Wird das Gebäude innerhalb der Grenzen eines Grundstücks errichtet und entsteht erst später durch Grundstücksteilung die Überbausituation, ist die unmittelbare Anknüpfung an die Absichten des Bauherrn idR nicht möglich. In diesem Fall muss das Stammgrundstück nach objektiven Kriterien bestimmt werden; danach ist als Stammgrundstück das Grundstück anzusehen, auf welchem sich der nach Umfang, Lage und wirtschaftlicher Bedeutung eindeutig maßgebende Teil des Gebäudes befindet (BGHZ 110, 298, 302 f).

 

Rn 10

An die Absichten des Bauherrn kann ebenfalls dann nicht unmittelbar angeknüpft werden, wenn der Eigentümer zweier Grundstücke bei der Errichtung eines Gebäudes einen Teil über die Grundstücksgrenze gebaut hat.
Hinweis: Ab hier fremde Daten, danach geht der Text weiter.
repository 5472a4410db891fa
use sqlx::PgPool;
use time::PrimitiveDateTime;

pub(crate) struct CreateAttempt<'a> {
    pub(crate) session_id: &'a str,
    pub(crate) student_name: &'a str,
    pub(crate) student_hash: &'a str,
    pub(crate) page_load_time: PrimitiveDateTime,
    pub(crate) num_questions: i32,
    pub(crate) passing_level: f64,
    pub(crate) ip_address: &'a str,
    pub(crate) user_agent: &'a str,
}

/// Persists the attempt record before anything else happens for the
/// session. `submission_time` stays NULL until the quiz is submitted.
pub(crate) async fn create(
    pool: &PgPool,
    attempt: CreateAttempt<'_>,
) -> Result<(), sqlx::Error> {
    sqlx::query(
        "INSERT INTO session_info (
            session_id, student_name, student_hash, page_load_time, submission_time,
            num_questions, passing_level, ip_address, user_agent
        ) VALUES ($1, $2, $3, $4, NULL, $5, $6, $7, $8)",
    )
    .bind(attempt.session_id)
    .bind(attempt.student_name)
    .bind(attempt.student_hash)
    .bind(attempt.page_load_time)
    .bind(attempt.num_questions)
    .bind(attempt.passing_level)
    .bind(attempt.ip_address)
    .bind(attempt.user_agent)
    .execute(pool)
    .await?;

    Ok(())
}

/// Sets the submission time iff it has not been set before. The NULL guard
/// makes the submitted transition a single compare-and-set, so a second
/// submission for the same attempt sees zero affected rows.
pub(crate) async fn mark_submitted(
    pool: &PgPool,
    session_id: &str,
    now: PrimitiveDateTime,
) -> Result<bool, sqlx::Error> {
    let result = sqlx::query(
        "UPDATE session_info SET submission_time = $1
         WHERE session_id = $2 AND submission_time IS NULL",
    )
    .bind(now)
    .bind(session_id)
    .execute(pool)
    .await?;

    Ok(result.rows_affected() > 0)
}

/// Counts other attempts with the same fingerprint submitted within the
/// trailing 24 hours.
pub(crate) async fn count_recent_by_fingerprint(
    pool: &PgPool,
    student_hash: &str,
    exclude_session_id: &str,
) -> Result<i64, sqlx::Error> {
    sqlx::query_scalar(
        "SELECT COUNT(*) FROM session_info
         WHERE student_hash = $1 AND session_id != $2
         AND submission_time > NOW() - INTERVAL '24 hours'",
    )
    .bind(student_hash)
    .bind(exclude_session_id)
    .fetch_one(pool)
    .await
}
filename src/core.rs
pub(crate) mod config;
pub(crate) mod metrics;
pub(crate) mod redis;
pub(crate) mod security;
pub(crate) mod shutdown;
pub(crate) mod state;
pub(crate) mod telemetry;
pub(crate) mod time;
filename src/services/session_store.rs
use redis::{AsyncCommands, RedisError};
use serde::{Deserialize, Serialize};
use thiserror::Error;
use time::OffsetDateTime;

use crate::core::redis::RedisHandle;
use crate::services::content::QuestionRecord;

const SESSION_KEY_PREFIX: &str = "quiz:session:";
const ACTIVITY_KEY_PREFIX: &str = "quiz:activity:";

#[derive(Debug, Error)]
pub(crate) enum SessionStoreError {
    #[error("session store is unavailable")]
    Unavailable,
    #[error("session store command failed: {0}")]
    Redis(#[from] RedisError),
    #[error("session state could not be serialized: {0}")]
    Serialize(#[from] serde_json::Error),
}

/// Ephemeral per-attempt state, held server-side and keyed by the attempt
/// id carried in the signed client token. Expires with the key TTL; an
/// expired key is the implicit terminal state for abandoned attempts.
#[derive(Debug, Clone, Serialize, Deserialize)]
pub(crate) struct ActiveSession {
    pub(crate) session_id: String,
    pub(crate) student_name: String,
    pub(crate) student_hash: String,
    #[serde(with = "time::serde::rfc3339")]
    pub(crate) page_load_time: OffsetDateTime,
    pub(crate) questions: Vec<QuestionRecord>,
    pub(crate) submitted: bool,
}

#[derive(Debug, Clone, Copy, PartialEq, Eq)]
pub(crate) enum ActivityKind {
    CopyPaste,
    TabSwitch,
}

impl ActivityKind {
    pub(crate) fn parse(raw: &str) -> Option<Self> {
        match raw {
            "copy_paste" => Some(Self::CopyPaste),
            "tab_switch" => Some(Self::TabSwitch),
            _ => None,
        }
    }

    fn field(self) -> &'static str {
        match self {
            Self::CopyPaste => "copy_paste",
            Self::TabSwitch => "tab_switch",
        }
    }
}

/// Redis-backed store for `ActiveSession` plus the per-attempt activity
/// counters. Counters live in a separate hash so the telemetry endpoint
/// can increment them atomically without rewriting the session blob.
#[derive(Clone)]
pub(crate) struct SessionStore {
    redis: RedisHandle,
}

impl SessionStore {
    pub(crate) fn new(redis: RedisHandle) -> Self {
        Self { redis }
    }

    pub(crate) fn redis(&self) -> &RedisHandle {
        &self.redis
    }

    pub(crate) async fn save(
        &self,
        session: &ActiveSession,
        ttl_seconds: u64,
    ) -> Result<(), SessionStoreError> {
        let mut conn = self.redis.manager().await.ok_or(SessionStoreError::Unavailable)?;
        let payload = serde_json::to_string(session)?;
        let () = conn.set_ex(session_key(&session.session_id), payload, ttl_seconds).await?;
        Ok(())
    }

    pub(crate) async fn load(
        &self,
        session_id: &str,
    ) -> Result<Option<ActiveSession>, SessionStoreError> {
        let mut conn = self.redis.manager().await.ok_or(SessionStoreError::Unavailable)?;
        let payload: Option<String> = conn.get(session_key(session_id)).await?;

        match payload {
            Some(raw) => Ok(Some(serde_json::from_str(&raw)?)),
            None => Ok(None),
        }
    }

    /// Removes the session blob and its activity counters.
    pub(crate) async fn destroy(&self, session_id: &str) -> Result<(), SessionStoreError> {
        let mut conn = self.redis.manager().await.ok_or(SessionStoreError::Unavailable)?;
        let () = conn.del(&[session_key(session_id), activity_key(session_id)][..]).await?;
        Ok(())
    }

    /// Atomically increments one activity counter and returns the running
    /// total. The counter hash expires alongside the session.
    pub(crate) async fn record_activity(
        &self,
        session_id: &str,
        kind: ActivityKind,
        ttl_seconds: u64,
    ) -> Result<i64, SessionStoreError> {
        let mut conn = self.redis.manager().await.ok_or(SessionStoreError::Unavailable)?;
        let key = activity_key(session_id);
        let total: i64 = conn.hincr(&key, kind.field(), 1i64).await?;
        let _: bool = conn.expire(&key, ttl_seconds as i64).await?;
        Ok(total)
    }

    /// Counter snapshot as (copy_paste, tab_switch).
    pub(crate) async fn activity_counters(
        &self,
        session_id: &str,
    ) -> Result<(i64, i64), SessionStoreError> {
        let mut conn = self.redis.manager().await.ok_or(SessionStoreError::Unavailable)?;
        let key = activity_key(session_id);
        let copy_paste: Option<i64> = conn.hget(&key, ActivityKind::CopyPaste.field()).await?;
        let tab_switch: Option<i64> = conn.hget(&key, ActivityKind::TabSwitch.field()).await?;
        Ok((copy_paste.unwrap_or(0), tab_switch.unwrap_or(0)))
    }
}

fn session_key(session_id: &str) -> String {
    format!("{SESSION_KEY_PREFIX}{session_id}")
}

fn activity_key(session_id: &str) -> String {
    format!("{ACTIVITY_KEY_PREFIX}{session_id}")
}

#[cfg(test)]
mod tests {
    use super::*;
    use time::format_description::well_known::Rfc3339;

    #[test]
    fn activity_kind_parses_known_values() {
        assert_eq!(ActivityKind::parse("copy_paste"), Some(ActivityKind::CopyPaste));
        assert_eq!(ActivityKind::parse("tab_switch"), Some(ActivityKind::TabSwitch));
        assert_eq!(ActivityKind::parse("mouse_move"), None);
    }

    #[test]
    fn active_session_roundtrips_through_json() {
        let session = ActiveSession {
            session_id: "abc".to_string(),
            student_name: "Ann".to_string(),
            student_hash: "deadbeef".to_string(),
            page_load_time: OffsetDateTime::parse("2025-01-02T10:20:30Z", &Rfc3339).unwrap(),
            questions: vec![QuestionRecord {
                question_id: Some("q1".to_string()),
                question: "First?".to_string(),
                correct_answers: vec!["A".to_string()],
                options: vec!["A".to_string(), "B".to_string()],
            }],
            submitted: false,
        };

        let raw = serde_json::to_string(&session).expect("serialize");
        let restored: ActiveSession = serde_json::from_str(&raw).expect("deserialize");

        assert_eq!(restored.session_id, session.session_id);
        assert_eq!(restored.page_load_time, session.page_load_time);
        assert_eq!(restored.questions, session.questions);
        assert!(!restored.submitted);
    }

    fn sample_session(session_id: &str) -> ActiveSession {
        ActiveSession {
            session_id: session_id.to_string(),
            student_name: "Ann".to_string(),
            student_hash: "deadbeef".to_string(),
            page_load_time: OffsetDateTime::now_utc(),
            questions: vec![QuestionRecord {
                question_id: Some("q1".to_string()),
                question: "First?".to_string(),
                correct_answers: vec!["A".to_string()],
                options: vec!["A".to_string(), "B".to_string()],
            }],
            submitted: false,
        }
    }

    async fn connected_store() -> anyhow::Result<Option<SessionStore>> {
        let Ok(url) = std::env::var("REDIS_URL") else {
            eprintln!("skipping: REDIS_URL is not set");
            return Ok(None);
        };

        let redis = RedisHandle::new(url);
        redis.connect().await?;
        Ok(Some(SessionStore::new(redis)))
    }

    #[tokio::test]
    async fn submitted_flag_survives_a_resave() -> anyhow::Result<()> {
        let Some(store) = connected_store().await? else {
            return Ok(());
        };

        let session_id = uuid::Uuid::new_v4().to_string();
        let mut session = sample_session(&session_id);
        store.save(&session, 60).await?;

        session.submitted = true;
        store.save(&session, 60).await?;

        let reloaded = store.load(&session_id).await?.expect("session present");
        assert!(reloaded.submitted);

        store.destroy(&session_id).await?;
        Ok(())
    }

    #[tokio::test]
    async fn destroy_clears_session_and_counters_for_a_fresh_start() -> anyhow::Result<()> {
        let Some(store) = connected_store().await? else {
            return Ok(());
        };

        let session_id = uuid::Uuid::new_v4().to_string();
        store.save(&sample_session(&session_id), 60).await?;
        store.record_activity(&session_id, ActivityKind::CopyPaste, 60).await?;

        store.destroy(&session_id).await?;

        assert!(store.load(&session_id).await?.is_none());
        assert_eq!(store.activity_counters(&session_id).await?, (0, 0));
        Ok(())
    }
}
Doch können sich seine Absichten aus den objektiven Gegebenheiten erschließen (BGHZ 110, 298, 303).

 

Rn 11

Da sich das Eigentumsrecht des Nachbarn auch auf den Raum über der Oberfläche und auf den Erdkörper unter der Oberfläche seines Grundstücks erstreckt (§ 905), liegt ein Überbau iSv § 912 immer dann vor, wenn ein Gebäude die Grundstücksgrenze im Luftraum, auf dem Erdboden oder unter der Erdoberfläche überschreitet. Deshalb können zB Erker, Dachvorsprünge, Balkone, Mauerausbuchtungen, eine geneigte Wand, Keller und Fundamente ein Überbau sein.

 

Rn 12

Nicht erforderlich ist es, dass der Überbau bei der Errichtung des Gebäudes entsteht. Auch auf spätere Veränderungen eines Gebäudes kann die Vorschrift entsprechende Anwendung finden (BGH MDR 09, 24 [BGH 19.09.2008 - V ZR 152/07]).